Search the data below for "lookup"; list each line that holds it.

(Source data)
[Start of Attachment]

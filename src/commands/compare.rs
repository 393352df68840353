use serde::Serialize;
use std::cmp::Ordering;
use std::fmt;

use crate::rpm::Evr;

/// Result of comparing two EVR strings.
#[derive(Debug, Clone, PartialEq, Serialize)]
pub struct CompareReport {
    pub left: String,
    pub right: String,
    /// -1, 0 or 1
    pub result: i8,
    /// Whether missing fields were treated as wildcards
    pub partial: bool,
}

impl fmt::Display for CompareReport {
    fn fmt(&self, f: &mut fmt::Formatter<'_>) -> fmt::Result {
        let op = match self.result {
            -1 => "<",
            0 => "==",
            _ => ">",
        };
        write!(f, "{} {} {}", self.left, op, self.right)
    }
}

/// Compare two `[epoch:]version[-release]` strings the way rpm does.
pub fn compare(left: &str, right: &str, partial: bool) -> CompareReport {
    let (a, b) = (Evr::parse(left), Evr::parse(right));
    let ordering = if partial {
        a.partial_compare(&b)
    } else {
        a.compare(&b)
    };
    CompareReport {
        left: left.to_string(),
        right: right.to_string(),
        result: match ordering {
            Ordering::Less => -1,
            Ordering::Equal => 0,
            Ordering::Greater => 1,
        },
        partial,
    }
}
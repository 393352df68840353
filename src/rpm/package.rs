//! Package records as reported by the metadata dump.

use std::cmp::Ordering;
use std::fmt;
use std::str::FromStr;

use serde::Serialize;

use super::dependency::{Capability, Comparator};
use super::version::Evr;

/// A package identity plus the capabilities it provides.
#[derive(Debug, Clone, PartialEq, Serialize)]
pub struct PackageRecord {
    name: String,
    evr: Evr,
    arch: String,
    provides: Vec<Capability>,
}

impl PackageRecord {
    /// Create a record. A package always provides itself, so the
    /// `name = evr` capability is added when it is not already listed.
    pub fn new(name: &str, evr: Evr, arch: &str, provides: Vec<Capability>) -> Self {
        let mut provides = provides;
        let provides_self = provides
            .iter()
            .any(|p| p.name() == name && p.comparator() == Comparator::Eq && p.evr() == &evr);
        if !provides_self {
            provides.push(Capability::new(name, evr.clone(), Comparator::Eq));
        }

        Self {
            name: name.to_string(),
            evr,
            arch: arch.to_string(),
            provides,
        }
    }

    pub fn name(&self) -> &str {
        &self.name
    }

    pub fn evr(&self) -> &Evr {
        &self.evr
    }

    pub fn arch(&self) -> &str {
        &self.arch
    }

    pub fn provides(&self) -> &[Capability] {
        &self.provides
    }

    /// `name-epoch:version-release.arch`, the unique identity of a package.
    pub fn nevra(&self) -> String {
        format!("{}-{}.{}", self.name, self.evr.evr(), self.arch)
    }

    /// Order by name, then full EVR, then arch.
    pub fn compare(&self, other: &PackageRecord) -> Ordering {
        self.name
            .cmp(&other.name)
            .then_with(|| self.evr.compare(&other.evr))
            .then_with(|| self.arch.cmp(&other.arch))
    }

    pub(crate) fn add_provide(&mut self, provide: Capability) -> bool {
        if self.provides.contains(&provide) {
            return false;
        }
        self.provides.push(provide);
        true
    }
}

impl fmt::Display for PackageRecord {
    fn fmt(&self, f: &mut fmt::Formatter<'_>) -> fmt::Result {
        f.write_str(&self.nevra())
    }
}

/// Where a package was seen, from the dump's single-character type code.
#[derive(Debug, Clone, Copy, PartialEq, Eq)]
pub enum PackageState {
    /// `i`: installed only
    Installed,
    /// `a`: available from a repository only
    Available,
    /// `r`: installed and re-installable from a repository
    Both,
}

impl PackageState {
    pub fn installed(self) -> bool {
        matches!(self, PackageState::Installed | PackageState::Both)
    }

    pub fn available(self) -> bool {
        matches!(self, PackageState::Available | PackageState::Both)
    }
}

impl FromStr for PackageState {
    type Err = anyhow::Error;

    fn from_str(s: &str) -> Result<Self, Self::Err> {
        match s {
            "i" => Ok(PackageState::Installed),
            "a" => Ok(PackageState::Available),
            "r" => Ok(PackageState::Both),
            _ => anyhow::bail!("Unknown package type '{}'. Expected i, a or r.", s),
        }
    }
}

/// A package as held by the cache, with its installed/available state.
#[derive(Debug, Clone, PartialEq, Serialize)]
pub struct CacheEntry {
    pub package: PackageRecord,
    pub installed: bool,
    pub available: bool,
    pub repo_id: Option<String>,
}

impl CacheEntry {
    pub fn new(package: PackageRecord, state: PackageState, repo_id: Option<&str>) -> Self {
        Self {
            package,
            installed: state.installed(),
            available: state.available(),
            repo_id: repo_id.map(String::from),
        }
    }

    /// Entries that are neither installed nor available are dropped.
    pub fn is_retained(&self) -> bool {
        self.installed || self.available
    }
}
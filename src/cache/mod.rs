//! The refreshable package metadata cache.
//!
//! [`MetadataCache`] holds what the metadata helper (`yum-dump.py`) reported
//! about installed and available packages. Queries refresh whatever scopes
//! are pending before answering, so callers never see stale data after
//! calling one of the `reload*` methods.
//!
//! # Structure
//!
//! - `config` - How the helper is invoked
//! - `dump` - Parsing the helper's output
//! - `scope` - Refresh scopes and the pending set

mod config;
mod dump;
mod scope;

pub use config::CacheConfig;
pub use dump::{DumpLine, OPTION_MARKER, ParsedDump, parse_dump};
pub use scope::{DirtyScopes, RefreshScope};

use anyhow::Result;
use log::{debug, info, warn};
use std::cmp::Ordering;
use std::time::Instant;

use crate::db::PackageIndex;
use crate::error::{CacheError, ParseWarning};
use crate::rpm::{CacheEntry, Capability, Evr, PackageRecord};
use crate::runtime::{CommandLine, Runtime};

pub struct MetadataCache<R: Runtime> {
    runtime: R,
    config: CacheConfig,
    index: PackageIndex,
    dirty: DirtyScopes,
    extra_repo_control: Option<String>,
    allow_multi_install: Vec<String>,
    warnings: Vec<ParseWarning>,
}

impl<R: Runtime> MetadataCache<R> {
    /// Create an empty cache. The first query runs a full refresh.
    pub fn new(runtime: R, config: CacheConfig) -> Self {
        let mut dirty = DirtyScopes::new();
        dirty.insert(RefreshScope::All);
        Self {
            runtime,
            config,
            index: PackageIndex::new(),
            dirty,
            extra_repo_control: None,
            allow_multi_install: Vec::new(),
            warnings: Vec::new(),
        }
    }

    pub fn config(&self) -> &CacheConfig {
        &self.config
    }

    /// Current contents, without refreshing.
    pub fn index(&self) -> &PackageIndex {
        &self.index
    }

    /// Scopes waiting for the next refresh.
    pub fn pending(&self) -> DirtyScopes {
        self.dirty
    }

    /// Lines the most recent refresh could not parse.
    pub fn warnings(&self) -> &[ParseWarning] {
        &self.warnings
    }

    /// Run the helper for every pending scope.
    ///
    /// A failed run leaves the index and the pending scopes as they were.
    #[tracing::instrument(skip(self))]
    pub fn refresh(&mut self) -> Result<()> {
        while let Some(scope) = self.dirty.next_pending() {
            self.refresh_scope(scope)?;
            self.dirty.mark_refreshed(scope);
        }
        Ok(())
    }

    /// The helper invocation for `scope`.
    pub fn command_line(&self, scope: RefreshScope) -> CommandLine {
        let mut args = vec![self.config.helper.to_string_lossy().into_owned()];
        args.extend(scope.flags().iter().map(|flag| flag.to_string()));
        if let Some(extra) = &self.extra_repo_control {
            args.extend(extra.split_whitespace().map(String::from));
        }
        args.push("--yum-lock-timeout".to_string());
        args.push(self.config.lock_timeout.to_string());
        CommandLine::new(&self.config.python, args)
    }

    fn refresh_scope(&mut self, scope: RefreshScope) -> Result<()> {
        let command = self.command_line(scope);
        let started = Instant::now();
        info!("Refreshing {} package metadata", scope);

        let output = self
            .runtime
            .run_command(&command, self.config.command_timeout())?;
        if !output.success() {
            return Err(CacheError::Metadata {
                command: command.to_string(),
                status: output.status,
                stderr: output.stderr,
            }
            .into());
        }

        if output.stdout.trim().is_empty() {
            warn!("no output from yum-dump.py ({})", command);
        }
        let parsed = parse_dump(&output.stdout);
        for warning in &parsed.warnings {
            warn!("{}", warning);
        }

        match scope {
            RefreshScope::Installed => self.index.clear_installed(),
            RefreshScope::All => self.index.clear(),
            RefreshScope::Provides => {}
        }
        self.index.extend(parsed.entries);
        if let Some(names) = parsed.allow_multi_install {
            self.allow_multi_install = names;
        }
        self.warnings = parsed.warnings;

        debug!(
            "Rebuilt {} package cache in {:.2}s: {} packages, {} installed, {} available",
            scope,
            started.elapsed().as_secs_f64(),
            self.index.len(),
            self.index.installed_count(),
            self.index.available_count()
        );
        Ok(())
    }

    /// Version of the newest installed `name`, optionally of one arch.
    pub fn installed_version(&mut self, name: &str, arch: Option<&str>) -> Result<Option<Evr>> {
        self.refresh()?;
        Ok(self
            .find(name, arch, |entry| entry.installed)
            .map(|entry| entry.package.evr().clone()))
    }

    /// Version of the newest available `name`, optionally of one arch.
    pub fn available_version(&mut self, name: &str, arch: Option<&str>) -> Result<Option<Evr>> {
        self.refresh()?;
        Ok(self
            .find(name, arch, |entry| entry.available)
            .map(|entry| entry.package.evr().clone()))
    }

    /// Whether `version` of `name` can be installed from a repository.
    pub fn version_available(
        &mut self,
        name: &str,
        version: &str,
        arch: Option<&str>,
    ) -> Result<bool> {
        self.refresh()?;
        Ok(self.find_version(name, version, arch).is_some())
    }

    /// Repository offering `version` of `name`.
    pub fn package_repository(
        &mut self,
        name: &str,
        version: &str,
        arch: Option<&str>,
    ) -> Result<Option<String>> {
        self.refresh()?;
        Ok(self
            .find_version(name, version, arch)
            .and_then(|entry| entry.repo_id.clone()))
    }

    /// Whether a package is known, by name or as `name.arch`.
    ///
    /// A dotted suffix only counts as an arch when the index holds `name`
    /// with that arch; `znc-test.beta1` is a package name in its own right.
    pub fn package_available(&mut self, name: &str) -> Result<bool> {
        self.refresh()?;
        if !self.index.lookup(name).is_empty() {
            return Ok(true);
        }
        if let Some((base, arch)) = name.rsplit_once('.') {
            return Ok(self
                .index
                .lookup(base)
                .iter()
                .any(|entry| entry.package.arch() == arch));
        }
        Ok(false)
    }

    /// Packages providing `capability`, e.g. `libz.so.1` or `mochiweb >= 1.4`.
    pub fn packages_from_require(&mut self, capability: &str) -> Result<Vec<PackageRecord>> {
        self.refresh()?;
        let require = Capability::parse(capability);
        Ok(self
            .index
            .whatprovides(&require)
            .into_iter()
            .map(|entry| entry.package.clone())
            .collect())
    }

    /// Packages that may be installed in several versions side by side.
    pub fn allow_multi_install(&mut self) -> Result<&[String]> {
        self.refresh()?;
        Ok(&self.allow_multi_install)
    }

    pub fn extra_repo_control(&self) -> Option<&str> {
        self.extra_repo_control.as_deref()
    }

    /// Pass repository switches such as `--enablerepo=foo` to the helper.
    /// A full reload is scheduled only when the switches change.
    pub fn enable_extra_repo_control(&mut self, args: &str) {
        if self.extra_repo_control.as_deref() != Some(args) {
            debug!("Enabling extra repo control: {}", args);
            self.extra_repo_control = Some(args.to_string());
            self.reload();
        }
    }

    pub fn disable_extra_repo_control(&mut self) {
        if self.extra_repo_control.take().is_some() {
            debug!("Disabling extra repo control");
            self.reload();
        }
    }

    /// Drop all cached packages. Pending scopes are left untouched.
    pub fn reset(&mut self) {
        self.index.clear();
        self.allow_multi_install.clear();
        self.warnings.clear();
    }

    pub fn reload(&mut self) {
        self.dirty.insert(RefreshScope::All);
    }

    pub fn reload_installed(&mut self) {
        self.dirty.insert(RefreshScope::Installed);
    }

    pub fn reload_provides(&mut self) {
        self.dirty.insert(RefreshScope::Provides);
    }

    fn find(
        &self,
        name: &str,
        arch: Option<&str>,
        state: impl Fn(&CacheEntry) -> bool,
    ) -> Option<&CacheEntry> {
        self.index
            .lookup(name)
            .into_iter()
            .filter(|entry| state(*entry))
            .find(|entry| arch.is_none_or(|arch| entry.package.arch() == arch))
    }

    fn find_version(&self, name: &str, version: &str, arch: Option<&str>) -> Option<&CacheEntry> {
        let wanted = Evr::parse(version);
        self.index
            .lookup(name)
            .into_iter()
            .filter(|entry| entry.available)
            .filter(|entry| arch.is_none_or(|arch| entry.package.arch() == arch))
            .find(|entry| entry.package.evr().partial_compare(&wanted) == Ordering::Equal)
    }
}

[End of Attachment]

Your response:
        if !self.index.lookup(name).is_empty() {
                .lookup(base)
            .lookup(name)
            .lookup(name)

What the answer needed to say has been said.